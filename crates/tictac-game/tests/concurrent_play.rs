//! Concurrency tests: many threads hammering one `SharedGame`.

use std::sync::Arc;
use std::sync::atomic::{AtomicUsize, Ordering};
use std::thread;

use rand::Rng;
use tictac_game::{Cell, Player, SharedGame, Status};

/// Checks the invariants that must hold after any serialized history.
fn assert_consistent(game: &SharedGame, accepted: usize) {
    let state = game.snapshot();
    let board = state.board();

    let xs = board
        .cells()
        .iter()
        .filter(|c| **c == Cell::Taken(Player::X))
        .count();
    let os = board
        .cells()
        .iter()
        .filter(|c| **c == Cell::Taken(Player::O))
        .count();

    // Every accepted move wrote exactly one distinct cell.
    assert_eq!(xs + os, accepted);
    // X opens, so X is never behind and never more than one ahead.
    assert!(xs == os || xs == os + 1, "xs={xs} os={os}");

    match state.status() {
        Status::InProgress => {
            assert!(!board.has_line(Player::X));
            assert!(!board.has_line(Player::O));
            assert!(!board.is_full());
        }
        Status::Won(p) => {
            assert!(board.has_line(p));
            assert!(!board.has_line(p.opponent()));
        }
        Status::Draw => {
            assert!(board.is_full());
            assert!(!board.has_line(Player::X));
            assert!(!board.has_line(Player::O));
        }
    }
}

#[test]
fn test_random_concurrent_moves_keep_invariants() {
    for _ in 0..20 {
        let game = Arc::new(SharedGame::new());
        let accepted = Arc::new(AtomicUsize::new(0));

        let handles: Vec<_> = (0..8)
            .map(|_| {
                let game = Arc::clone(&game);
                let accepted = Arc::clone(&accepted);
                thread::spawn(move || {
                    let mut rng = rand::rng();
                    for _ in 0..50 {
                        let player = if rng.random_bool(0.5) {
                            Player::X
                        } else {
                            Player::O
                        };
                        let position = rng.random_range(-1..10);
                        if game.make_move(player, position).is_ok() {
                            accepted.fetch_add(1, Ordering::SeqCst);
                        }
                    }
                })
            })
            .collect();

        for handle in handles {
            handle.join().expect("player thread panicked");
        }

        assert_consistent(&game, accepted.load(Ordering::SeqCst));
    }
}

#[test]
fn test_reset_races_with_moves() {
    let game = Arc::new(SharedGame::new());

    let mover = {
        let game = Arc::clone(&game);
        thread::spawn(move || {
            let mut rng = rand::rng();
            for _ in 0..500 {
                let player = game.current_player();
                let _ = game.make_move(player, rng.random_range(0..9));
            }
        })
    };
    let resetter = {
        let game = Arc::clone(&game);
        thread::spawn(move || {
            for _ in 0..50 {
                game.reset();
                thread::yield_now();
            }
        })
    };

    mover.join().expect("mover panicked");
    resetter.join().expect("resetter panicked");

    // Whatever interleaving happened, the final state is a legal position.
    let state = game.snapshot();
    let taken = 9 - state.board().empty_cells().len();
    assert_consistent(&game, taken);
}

━━━━━━━━

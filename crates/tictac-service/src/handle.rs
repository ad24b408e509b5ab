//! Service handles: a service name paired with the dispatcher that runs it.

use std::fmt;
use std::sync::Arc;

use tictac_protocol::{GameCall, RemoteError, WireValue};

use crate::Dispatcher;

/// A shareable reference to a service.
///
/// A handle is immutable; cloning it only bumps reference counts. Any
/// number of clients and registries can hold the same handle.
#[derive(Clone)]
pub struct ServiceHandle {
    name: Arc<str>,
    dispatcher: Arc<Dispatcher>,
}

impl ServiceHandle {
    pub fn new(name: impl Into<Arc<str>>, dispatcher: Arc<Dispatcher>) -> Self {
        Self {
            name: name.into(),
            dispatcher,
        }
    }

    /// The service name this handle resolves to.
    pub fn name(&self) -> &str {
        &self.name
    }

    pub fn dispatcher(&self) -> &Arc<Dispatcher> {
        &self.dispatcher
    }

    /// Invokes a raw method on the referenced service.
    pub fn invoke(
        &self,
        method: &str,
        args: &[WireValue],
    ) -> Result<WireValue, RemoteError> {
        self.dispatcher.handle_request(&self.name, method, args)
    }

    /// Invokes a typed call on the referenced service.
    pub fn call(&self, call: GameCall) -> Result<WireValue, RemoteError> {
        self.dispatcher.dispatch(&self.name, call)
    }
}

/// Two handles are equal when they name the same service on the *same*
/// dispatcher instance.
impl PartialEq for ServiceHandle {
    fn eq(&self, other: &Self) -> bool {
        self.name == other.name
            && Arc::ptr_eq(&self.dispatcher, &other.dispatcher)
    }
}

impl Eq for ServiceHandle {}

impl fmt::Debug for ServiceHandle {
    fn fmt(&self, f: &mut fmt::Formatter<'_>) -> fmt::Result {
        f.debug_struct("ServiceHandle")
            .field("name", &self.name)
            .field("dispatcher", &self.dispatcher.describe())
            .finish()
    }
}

━━━━━━━━

Task item
Only the lines from the one containing "filename crates/tictac-game/tests/concurrent_play.rs" through the one containing "fn assert_consistent(game: &SharedGame, accepted: usize)" are to be retyped, both boundary lines included, with no other material.

Reply to the task
filename crates/tictac-game/tests/concurrent_play.rs
//! Concurrency tests: many threads hammering one `SharedGame`.

use std::sync::Arc;
use std::sync::atomic::{AtomicUsize, Ordering};
use std::thread;

use rand::Rng;
use tictac_game::{Cell, Player, SharedGame, Status};

/// Checks the invariants that must hold after any serialized history.
fn assert_consistent(game: &SharedGame, accepted: usize) {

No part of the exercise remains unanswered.